• _Work instructions_
Could you filter the records below and keep only the lines with the word "Uuid"?

• _Data for the task_
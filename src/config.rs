// src/config.rs

use anyhow::Context;
use sqlx::{postgres::PgPoolOptions, PgPool};
use std::{env, time::Duration};

use crate::{
    common::i18n::I18nStore,
    db::{AdministrativeRepository, ContractRepository, OrgRepository, ProjectRepository},
    services::{
        administrative_service::AdministrativeService, contract_service::ContractService,
        org_service::OrgService, project_service::ProjectService,
    },
};

const DEFAULT_SERVER_ADDR: &str = "0.0.0.0:3000";
const DEFAULT_MAX_CONNECTIONS: u32 = 5;

// ---
// Configuração (variáveis de ambiente)
// ---
#[derive(Clone)]
pub struct Config {
    pub database_url: String,
    pub jwt_secret: String,
    pub server_addr: String,
    pub db_max_connections: u32,
}

impl Config {
    /// Lê o `.env` (se existir) e depois o ambiente do processo.
    pub fn from_env() -> anyhow::Result<Self> {
        dotenvy::dotenv().ok();
        Self::from_lookup(|key| env::var(key).ok())
    }

    fn from_lookup<F>(lookup: F) -> anyhow::Result<Self>
    where
        F: Fn(&str) -> Option<String>,
    {
        let database_url = lookup("DATABASE_URL").context("DATABASE_URL deve ser definida")?;
        let jwt_secret = lookup("JWT_SECRET").context("JWT_SECRET deve ser definido")?;
        let server_addr = lookup("SERVER_ADDR").unwrap_or_else(|| DEFAULT_SERVER_ADDR.to_string());
        let db_max_connections = match lookup("DB_MAX_CONNECTIONS") {
            Some(raw) => raw
                .parse()
                .with_context(|| format!("DB_MAX_CONNECTIONS inválido: '{}'", raw))?,
            None => DEFAULT_MAX_CONNECTIONS,
        };

        Ok(Self { database_url, jwt_secret, server_addr, db_max_connections })
    }
}

// ---
// Estado compartilhado
// ---
#[derive(Clone)]
pub struct AppState {
    pub db_pool: PgPool,
    pub config: Config,
    pub i18n_store: I18nStore,
    pub org_repo: OrgRepository,
    pub administrative_service: AdministrativeService,
    pub contract_service: ContractService,
    pub project_service: ProjectService,
    pub org_service: OrgService,
}

impl AppState {
    pub async fn new(config: Config) -> anyhow::Result<Self> {
        // Conecta ao banco de dados, usando '?' para propagar erros
        let db_pool = PgPoolOptions::new()
            .max_connections(config.db_max_connections)
            .acquire_timeout(Duration::from_secs(3))
            .connect(&config.database_url)
            .await
            .context("Falha ao conectar ao banco de dados")?;

        tracing::info!("✅ Conexão com o banco de dados estabelecida com sucesso!");

        Self::from_parts(db_pool, config)
    }

    /// Monta o gráfico de dependências em cima de uma pool já criada.
    pub fn from_parts(db_pool: PgPool, config: Config) -> anyhow::Result<Self> {
        let i18n_store = I18nStore::load()?;

        let org_repo = OrgRepository::new(db_pool.clone());
        let administrative_repo = AdministrativeRepository::new();
        let project_repo = ProjectRepository::new();

        let contract_service = ContractService::new(
            ContractRepository::new(),
            administrative_repo.clone(),
            org_repo.clone(),
        );
        let administrative_service = AdministrativeService::new(
            administrative_repo,
            org_repo.clone(),
            project_repo.clone(),
        );
        let project_service = ProjectService::new(project_repo);
        let org_service = OrgService::new(org_repo.clone());

        Ok(Self {
            db_pool,
            config,
            i18n_store,
            org_repo,
            administrative_service,
            contract_service,
            project_service,
            org_service,
        })
    }
}
// src/services/administrative_service.rs

use std::collections::HashMap;

use sqlx::PgConnection;
use uuid::Uuid;

use crate::{
    common::error::AppError,
    db::{AdministrativeRepository, OrgRepository, ProjectRepository, RowLock},
    models::{
        administrative::{
            AdministrativeLevel, AdministrativeNodeDetail, AdministrativeNodeWithLevel,
            AdministrativeTreeNode, AdministrativeUserAssignment, AssignUserPayload,
            CreateLevelPayload, CreateNodePayload, ParentSummary, UpdateLevelPayload,
            UpdateNodePayload, UserNodeAssignment,
        },
        auth::CurrentUser,
        project::Project,
    },
    services::{
        hierarchy::HierarchySnapshot,
        scope::{authorized_nodes, StateAccess},
    },
};

// ---
// Guardas da hierarquia (funções puras, testadas isoladamente)
// ---

/// O pai precisa estar num nível estritamente mais alto (level_order menor).
pub fn check_parent_level(parent: &AdministrativeLevel, child: &AdministrativeLevel) -> Result<(), AppError> {
    if parent.level_order >= child.level_order {
        return Err(AppError::ParentLevelNotHigher {
            parent_order: parent.level_order,
            child_order: child.level_order,
        });
    }
    Ok(())
}

/// Nó sem pai: permitido no nível do topo ou em níveis com requires_parent = false.
pub fn check_root_allowed(level: &AdministrativeLevel, top_level_order: Option<i32>) -> Result<(), AppError> {
    let is_top = top_level_order.is_none_or(|top| level.level_order <= top);
    if level.requires_parent && !is_top {
        return Err(AppError::ParentRequired(level.name.clone()));
    }
    Ok(())
}

pub fn ensure_level_unused(referencing_nodes: i64) -> Result<(), AppError> {
    if referencing_nodes > 0 {
        return Err(AppError::LevelInUse);
    }
    Ok(())
}

/// Reordenar um nível não pode inverter nenhuma ligação pai/filho existente:
/// os pais dos nós do nível continuam acima e os filhos continuam abaixo.
pub fn check_level_reorder(snapshot: &HierarchySnapshot, level_id: Uuid, new_order: i32) -> Result<(), AppError> {
    for node in snapshot.nodes_on_level(level_id) {
        if let Some(parent) = snapshot.parent_of(node.node.id) {
            let parent_order = if parent.level.id == level_id { new_order } else { parent.level.level_order };
            if parent_order >= new_order {
                return Err(AppError::ParentLevelNotHigher { parent_order, child_order: new_order });
            }
        }
        for child in snapshot.children_of(node.node.id) {
            if child.level.id != level_id && child.level.level_order <= new_order {
                return Err(AppError::ParentLevelNotHigher {
                    parent_order: new_order,
                    child_order: child.level.level_order,
                });
            }
        }
    }
    Ok(())
}

pub fn ensure_childless(active_children: i64) -> Result<(), AppError> {
    if active_children > 0 {
        return Err(AppError::NodeHasChildren);
    }
    Ok(())
}

#[derive(Clone)]
pub struct AdministrativeService {
    repo: AdministrativeRepository,
    org_repo: OrgRepository,
    project_repo: ProjectRepository,
}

• _Completed task_
use uuid::Uuid;
pub fn check_level_reorder(snapshot: &HierarchySnapshot, level_id: Uuid, new_order: i32) -> Result<(), AppError> {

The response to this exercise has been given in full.